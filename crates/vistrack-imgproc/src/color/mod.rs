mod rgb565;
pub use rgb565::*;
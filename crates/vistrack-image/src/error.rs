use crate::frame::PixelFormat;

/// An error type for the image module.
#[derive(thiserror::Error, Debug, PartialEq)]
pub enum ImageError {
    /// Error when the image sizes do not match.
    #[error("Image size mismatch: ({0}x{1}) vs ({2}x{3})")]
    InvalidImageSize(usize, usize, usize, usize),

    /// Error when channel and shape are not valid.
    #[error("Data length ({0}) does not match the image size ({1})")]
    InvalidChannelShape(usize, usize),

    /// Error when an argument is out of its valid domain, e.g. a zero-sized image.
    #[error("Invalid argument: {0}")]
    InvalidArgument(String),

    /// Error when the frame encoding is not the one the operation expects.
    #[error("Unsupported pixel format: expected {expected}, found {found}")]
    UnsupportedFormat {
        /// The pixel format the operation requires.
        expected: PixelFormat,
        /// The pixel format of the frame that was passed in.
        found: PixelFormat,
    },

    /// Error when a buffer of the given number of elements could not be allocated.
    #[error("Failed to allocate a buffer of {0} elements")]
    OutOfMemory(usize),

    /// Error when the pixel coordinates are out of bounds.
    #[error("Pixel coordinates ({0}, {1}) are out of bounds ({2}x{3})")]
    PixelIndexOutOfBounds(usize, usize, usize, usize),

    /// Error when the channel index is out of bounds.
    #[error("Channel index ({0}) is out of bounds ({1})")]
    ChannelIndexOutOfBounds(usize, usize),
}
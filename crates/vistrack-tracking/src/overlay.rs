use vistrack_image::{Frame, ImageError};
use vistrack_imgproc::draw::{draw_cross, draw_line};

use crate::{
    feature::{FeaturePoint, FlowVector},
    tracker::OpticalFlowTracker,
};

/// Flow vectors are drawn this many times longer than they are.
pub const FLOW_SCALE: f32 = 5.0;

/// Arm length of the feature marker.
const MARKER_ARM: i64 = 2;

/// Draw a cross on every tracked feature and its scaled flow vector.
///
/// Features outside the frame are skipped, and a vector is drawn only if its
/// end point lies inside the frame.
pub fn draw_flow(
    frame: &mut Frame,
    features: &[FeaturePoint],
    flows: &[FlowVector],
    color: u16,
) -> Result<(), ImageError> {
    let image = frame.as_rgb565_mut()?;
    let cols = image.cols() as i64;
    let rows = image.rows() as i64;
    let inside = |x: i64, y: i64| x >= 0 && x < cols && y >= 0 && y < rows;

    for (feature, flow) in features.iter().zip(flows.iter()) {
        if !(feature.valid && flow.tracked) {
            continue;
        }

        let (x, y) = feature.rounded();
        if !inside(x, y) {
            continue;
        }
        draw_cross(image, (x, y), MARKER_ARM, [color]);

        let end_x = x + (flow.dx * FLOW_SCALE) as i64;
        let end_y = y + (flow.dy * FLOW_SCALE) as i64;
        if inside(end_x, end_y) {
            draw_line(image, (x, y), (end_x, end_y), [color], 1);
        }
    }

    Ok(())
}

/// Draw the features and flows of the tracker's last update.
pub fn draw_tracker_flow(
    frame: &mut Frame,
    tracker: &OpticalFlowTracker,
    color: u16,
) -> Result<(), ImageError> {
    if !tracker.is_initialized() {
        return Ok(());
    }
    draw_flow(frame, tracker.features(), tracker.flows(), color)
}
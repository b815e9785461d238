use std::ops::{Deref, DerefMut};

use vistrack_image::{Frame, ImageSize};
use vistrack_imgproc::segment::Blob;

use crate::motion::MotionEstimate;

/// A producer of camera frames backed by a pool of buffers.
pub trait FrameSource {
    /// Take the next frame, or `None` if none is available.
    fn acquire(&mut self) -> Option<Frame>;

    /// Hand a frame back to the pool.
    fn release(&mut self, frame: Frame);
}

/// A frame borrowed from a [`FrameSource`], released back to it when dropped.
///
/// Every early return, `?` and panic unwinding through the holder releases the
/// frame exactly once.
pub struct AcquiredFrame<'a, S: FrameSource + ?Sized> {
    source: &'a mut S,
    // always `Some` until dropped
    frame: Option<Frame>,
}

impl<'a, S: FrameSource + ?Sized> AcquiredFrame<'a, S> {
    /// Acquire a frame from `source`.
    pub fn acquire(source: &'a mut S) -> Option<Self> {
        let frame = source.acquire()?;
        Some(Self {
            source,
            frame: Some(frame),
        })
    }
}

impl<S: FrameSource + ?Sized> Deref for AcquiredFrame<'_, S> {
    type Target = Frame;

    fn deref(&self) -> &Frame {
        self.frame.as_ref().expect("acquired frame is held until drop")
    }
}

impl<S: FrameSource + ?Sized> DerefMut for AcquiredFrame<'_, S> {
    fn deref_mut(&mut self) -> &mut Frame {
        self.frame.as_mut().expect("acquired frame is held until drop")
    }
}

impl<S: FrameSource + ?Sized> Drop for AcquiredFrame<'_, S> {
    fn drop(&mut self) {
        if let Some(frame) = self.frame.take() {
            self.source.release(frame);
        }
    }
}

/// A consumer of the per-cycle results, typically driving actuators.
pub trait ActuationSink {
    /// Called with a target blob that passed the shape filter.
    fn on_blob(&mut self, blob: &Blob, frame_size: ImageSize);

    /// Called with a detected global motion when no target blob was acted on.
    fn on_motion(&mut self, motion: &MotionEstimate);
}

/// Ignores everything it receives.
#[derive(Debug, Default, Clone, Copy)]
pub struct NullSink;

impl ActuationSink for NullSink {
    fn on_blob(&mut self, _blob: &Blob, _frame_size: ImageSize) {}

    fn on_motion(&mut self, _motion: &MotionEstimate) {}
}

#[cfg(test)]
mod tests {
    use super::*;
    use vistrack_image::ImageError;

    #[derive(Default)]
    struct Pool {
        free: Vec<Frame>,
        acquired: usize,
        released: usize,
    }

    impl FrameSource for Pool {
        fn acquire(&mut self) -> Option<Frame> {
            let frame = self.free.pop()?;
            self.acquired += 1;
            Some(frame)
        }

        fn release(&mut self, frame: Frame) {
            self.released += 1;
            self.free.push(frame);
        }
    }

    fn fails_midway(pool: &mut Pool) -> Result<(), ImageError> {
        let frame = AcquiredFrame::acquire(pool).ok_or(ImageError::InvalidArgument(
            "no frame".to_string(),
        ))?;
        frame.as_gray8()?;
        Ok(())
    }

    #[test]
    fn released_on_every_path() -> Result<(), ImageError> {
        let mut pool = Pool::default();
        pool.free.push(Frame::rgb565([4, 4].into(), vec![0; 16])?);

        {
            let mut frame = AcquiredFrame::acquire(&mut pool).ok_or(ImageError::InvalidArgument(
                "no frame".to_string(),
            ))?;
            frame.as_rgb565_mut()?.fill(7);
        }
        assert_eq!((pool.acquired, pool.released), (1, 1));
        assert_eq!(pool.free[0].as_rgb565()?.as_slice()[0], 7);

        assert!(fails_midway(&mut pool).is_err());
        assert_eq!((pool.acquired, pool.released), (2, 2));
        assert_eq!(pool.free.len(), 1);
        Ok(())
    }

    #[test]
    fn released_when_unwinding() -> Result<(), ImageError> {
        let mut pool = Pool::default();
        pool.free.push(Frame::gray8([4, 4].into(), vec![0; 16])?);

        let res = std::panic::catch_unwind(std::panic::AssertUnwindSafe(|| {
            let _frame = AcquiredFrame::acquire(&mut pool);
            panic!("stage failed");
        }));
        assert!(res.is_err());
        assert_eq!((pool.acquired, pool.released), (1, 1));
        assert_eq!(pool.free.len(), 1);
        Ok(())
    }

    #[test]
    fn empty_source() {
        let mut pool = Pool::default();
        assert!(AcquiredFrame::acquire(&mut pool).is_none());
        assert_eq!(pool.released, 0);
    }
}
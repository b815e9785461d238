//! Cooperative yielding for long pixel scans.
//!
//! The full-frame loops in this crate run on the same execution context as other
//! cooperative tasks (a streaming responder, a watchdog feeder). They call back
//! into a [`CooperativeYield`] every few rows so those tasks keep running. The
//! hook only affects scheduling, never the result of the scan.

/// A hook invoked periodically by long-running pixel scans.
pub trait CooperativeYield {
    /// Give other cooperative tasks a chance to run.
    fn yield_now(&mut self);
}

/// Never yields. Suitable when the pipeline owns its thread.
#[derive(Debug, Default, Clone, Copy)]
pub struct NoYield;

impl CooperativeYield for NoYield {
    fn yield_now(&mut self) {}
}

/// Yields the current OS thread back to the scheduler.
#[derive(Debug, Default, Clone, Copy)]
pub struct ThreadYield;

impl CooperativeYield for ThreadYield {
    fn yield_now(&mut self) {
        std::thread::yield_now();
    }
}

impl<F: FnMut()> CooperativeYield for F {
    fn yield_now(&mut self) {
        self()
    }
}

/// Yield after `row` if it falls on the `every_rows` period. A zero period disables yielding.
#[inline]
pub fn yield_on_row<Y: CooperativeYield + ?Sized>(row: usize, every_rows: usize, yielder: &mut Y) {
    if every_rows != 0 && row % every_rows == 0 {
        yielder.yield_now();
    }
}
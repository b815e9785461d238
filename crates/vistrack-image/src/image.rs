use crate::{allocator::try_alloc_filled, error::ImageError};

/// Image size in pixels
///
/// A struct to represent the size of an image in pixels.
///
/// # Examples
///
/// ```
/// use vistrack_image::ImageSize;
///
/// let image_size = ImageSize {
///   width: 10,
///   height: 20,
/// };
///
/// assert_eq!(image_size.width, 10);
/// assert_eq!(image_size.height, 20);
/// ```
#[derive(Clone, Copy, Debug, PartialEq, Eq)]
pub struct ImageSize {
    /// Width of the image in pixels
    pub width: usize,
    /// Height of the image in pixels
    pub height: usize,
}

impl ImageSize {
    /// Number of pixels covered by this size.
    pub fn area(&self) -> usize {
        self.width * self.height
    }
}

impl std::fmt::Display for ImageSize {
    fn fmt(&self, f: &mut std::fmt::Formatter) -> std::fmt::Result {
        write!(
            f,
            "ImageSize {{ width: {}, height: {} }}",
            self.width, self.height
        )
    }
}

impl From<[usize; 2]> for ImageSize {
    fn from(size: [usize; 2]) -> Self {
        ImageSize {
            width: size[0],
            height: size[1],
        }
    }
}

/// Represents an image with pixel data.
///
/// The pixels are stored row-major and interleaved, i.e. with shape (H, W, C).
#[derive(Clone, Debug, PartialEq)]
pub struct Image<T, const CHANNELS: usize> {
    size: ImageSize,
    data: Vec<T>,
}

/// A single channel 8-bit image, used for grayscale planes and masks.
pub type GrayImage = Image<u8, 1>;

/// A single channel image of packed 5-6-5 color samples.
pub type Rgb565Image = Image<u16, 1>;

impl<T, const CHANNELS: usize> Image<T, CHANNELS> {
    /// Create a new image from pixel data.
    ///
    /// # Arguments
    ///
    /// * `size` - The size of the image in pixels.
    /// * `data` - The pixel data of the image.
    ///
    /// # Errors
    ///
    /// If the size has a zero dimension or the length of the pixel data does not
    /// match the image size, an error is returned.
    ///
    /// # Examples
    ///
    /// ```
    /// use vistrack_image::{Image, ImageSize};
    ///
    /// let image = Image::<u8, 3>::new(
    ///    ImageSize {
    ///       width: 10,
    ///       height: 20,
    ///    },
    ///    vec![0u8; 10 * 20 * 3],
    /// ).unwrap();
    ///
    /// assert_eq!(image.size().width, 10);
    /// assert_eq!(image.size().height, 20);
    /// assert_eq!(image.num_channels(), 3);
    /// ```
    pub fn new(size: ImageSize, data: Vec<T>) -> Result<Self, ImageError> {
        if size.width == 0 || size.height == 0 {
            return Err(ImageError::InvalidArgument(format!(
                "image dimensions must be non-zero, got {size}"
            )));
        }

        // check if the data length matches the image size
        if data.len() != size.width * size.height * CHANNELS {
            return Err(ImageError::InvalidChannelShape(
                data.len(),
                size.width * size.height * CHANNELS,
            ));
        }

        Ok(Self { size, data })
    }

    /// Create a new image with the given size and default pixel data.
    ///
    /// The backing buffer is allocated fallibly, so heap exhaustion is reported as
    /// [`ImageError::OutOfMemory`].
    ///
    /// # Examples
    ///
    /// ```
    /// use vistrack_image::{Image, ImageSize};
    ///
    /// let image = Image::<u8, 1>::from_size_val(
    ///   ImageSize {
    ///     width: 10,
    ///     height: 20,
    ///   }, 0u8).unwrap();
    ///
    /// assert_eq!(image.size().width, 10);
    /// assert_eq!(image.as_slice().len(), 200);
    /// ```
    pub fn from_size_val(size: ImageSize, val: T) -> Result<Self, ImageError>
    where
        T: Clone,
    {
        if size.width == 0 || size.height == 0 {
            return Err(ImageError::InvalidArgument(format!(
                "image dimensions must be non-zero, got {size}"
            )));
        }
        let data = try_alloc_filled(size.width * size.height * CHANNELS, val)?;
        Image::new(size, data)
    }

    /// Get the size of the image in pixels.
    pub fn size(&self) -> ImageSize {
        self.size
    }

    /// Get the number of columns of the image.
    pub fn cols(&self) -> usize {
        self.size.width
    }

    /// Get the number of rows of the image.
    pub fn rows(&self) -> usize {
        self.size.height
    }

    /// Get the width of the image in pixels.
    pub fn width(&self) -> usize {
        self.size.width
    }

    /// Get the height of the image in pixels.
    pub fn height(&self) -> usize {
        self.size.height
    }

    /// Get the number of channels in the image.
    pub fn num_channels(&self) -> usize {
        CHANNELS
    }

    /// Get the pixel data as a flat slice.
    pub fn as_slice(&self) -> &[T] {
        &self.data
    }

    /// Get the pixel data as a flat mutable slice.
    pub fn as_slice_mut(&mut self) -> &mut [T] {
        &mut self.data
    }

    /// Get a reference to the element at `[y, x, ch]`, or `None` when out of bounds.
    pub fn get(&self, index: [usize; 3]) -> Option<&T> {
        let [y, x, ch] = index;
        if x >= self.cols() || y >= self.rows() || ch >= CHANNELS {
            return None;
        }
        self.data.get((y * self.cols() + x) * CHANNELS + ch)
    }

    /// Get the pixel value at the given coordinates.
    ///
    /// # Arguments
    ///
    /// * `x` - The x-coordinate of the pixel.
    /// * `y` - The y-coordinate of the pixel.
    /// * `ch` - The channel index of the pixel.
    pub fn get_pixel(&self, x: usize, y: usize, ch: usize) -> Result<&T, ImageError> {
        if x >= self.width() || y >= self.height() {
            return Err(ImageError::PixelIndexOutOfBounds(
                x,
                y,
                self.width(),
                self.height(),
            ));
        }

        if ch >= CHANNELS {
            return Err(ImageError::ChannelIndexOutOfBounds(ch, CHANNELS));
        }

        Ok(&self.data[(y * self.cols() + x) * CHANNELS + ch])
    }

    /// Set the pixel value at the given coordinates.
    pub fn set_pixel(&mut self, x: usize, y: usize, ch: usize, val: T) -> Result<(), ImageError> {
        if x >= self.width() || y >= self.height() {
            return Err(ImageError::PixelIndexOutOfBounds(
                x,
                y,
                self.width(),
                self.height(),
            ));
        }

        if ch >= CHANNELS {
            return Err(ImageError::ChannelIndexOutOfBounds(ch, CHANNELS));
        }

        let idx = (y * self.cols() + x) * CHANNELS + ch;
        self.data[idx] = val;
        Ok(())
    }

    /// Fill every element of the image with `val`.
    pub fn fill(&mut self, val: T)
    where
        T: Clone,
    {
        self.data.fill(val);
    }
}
━━━━━━━━━━━━━━━━
Set down exactly the lines above that run from the start of the listing to the line with "#[derive(thiserror::Error, Debug, PartialEq)]". Leave out every later line.

§ **Response below**:
filename crates/vistrack-imgproc/src/color/mod.rs
mod rgb565;
pub use rgb565::*;
filename crates/vistrack-image/src/error.rs
use crate::frame::PixelFormat;

/// An error type for the image module.
#[derive(thiserror::Error, Debug, PartialEq)]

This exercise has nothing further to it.